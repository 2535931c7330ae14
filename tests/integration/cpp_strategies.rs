use super::{lines, spans};
use patchflow::{get_source_code_contexts, ContextOptions, ContextStrategy, StrategyKind};
use std::path::Path;

const UTILS_CPP: &str = "#include <string>
#include <vector>
#include <random>
#include <algorithm>
#include <sqlite3.h>


template<typename T>
/**
 * Calculates the sum of two values of type T.
 *
 * @param a The first value to be added.
 * @param b The second value to be added.
 * @return The sum of a and b.
 */
T a_plus_b(T a, T b) {
    return a + b;
}


/**
 * Executes a SQL query and returns the rows.
 */
std::vector<std::vector<std::string>> sqlite(sqlite3* db, const std::string& query) {
    std::vector<std::vector<std::string>> results;
    sqlite3_stmt* stmt;

    if (sqlite3_prepare_v2(db, query.c_str(), -1, &stmt, nullptr) != SQLITE_OK) {
        return results;
    }

    while (sqlite3_step(stmt) == SQLITE_ROW) {
        std::vector<std::string> row;
        for (int i = 0; i < sqlite3_column_count(stmt); i++) {
            const unsigned char* text = sqlite3_column_text(stmt, i);
            if (text) {
                row.push_back(std::string(reinterpret_cast<const char*>(text)));
            } else {
                row.push_back(\"\");
            }
        }
        results.push_back(row);
    }

    sqlite3_finalize(stmt);
    return results;
}


std::string random_alphabets(int length) {
    static const std::string chars =
        \"abcdefghijklmnopqrstuvwxyz\"
        \"ABCDEFGHIJKLMNOPQRSTUVWXYZ\";

    std::string result;
    result.reserve(length);
    return result;
}
";

#[test]
fn functions_with_doc_comments() {
    let src = lines(UTILS_CPP);
    let functions = StrategyKind::CppFunction.get_contexts(&src);
    assert_eq!(spans(&functions), vec![(15, 18), (23, 47), (49, 58)]);

    let comment = functions[0].comment().unwrap();
    assert_eq!((comment.start, comment.end), (8, 15));
    let comment = functions[1].comment().unwrap();
    assert_eq!((comment.start, comment.end), (20, 23));
    assert!(functions[2].comment().is_none());
}

#[test]
fn nested_control_flow_is_not_a_block() {
    let src = lines(UTILS_CPP);
    let hit = StrategyKind::CppBlock.get_context_indexes(&src, 39, 40).unwrap();
    assert_eq!((hit.start, hit.end), (23, 47));
    assert!(StrategyKind::CppClass.get_contexts(&src).is_empty());
}

#[test]
fn undocumented_function_is_the_only_context() {
    let src = lines(UTILS_CPP);
    let resolved = get_source_code_contexts(
        Path::new("utils.cpp"),
        &src,
        &StrategyKind::with_granularity(patchflow::strategy::Granularity::Function),
        ContextOptions::default(),
    );
    assert_eq!(spans(&resolved), vec![(49, 58)]);
}

#[test]
fn structs_are_classes() {
    let src = lines("struct Point {\n    int x;\n    int y;\n\n    int sum() const {\n        return x + y;\n    }\n};\n");
    assert_eq!(spans(&StrategyKind::CppClass.get_contexts(&src)), vec![(0, 8)]);
    assert_eq!(spans(&StrategyKind::CppFunction.get_contexts(&src)), vec![(4, 7)]);
}

#[test]
fn includes_and_globals_have_no_context() {
    let src = lines(UTILS_CPP);
    for strategy in [StrategyKind::CppClass, StrategyKind::CppFunction, StrategyKind::CppBlock] {
        assert!(strategy.get_context_indexes(&src, 0, 1).is_none(), "{strategy}");
        assert!(strategy.get_context_indexes(&src, 18, 19).is_none(), "{strategy}");
    }

    let src = lines("int counter = 1;\n\nint next() {\n    return ++counter;\n}\n");
    assert!(StrategyKind::CppFunction.get_context_indexes(&src, 0, 1).is_none());
    let hit = StrategyKind::CppFunction.get_context_indexes(&src, 3, 4).unwrap();
    assert_eq!((hit.start, hit.end), (2, 5));
}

────

» **Exercise brief**
Only lines that contain "const" are needed, so copy each of them from the data.

» **Answer box**
const UTILS_CPP: &str = "#include <string>
std::vector<std::vector<std::string>> sqlite(sqlite3* db, const std::string& query) {
            const unsigned char* text = sqlite3_column_text(stmt, i);
                row.push_back(std::string(reinterpret_cast<const char*>(text)));
    static const std::string chars =
    let src = lines("struct Point {\n    int x;\n    int y;\n\n    int sum() const {\n        return x + y;\n    }\n};\n");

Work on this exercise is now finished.